The AGVs, after receiving the routing command, travels along the
guiding paths in the assigned loading zone, picks up stored
articles listed in the purchasing requests in a timely and
efficient manner, and places articles on the disposition positions
dp1-dp5 of the transportation conveyor 130 for subsequent packing
and shipping processes.
[0048] In some embodiments, the storage facility 10 may not have
the transportation conveyor 130 for delivering the articles picked
to the packing area 120. In such embodiments, the AGVs, after
receiving the routing command, travels along the guiding paths 111,
113 in the assigned loading zone, picks up stored articles listed
in the purchasing requests in a timely and efficient manner, and
deliver to a designated location of the packing area 120 for
subsequent packing and shipping processes.
[0049] In some embodiments, FIG. 4A and FIG. 4B show a zone
operation for the storage space 110 of a storage facility 10a
provided in accordance to an embodiment of the present disclosure.

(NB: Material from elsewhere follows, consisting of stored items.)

//! Driving port for toggling bookmarks.

use async_trait::async_trait;

use crate::domain::{BookmarkState, CacheId, Error, Viewer};

/// Domain use-case port for bookmark changes.
#[cfg_attr(test, mockall::automock)]
#[async_trait]
pub trait BookmarkCommand: Send + Sync {
    /// Flip the caller's bookmark on a visible cache and return the new state.
    async fn toggle(&self, viewer: Viewer, cache: CacheId) -> Result<BookmarkState, Error>;
}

The processor 35 defines the storage space 110 into three loading
zones 101a, 101b, and 101c based on the purchasing requests and the
available AGVs (e.g., three AGVs) deployed in the storage facility
10a. The size of each loading zone 101a, 101b, or 101c is defined
by number of racks encompassed. In one embodiment, the size of
loading zone where the concentration of articles demanded is high
is smaller than the size of the loading zone where the
concentration of articles demanded is lower. The processor 35
further assigns the three AGVs 122a, 122b, 122c to the loading
zones 101a, 101b, and 101c based on the loading capacities of the
AGVs and the purchasing requests.
[0050] The AGV 122a is configured to operate in the loading zone
101a and travel along guiding path 123a. The AGV 122a picks
articles stored in shelves 1-20. The AGV 122b is configured to
operate in the loading zone 101b and travel along the guiding path
123b. The AGV 122b picks articles stored in shelves 21-40. The AGV
122c is configured to operate in the loading zone 101c and travel
along the guiding path 123b. The AGV 122c picks articles stored in
shelves 41-50.
[0051] In one embodiment, an AGV with high loading capacity will be
assigned to operate in a loading zone where the concentration of
articles demanded is highest, and the AGV having lower loading
capacity will be assigned to operate in a loading zone where the
concentration of articles demanded is less.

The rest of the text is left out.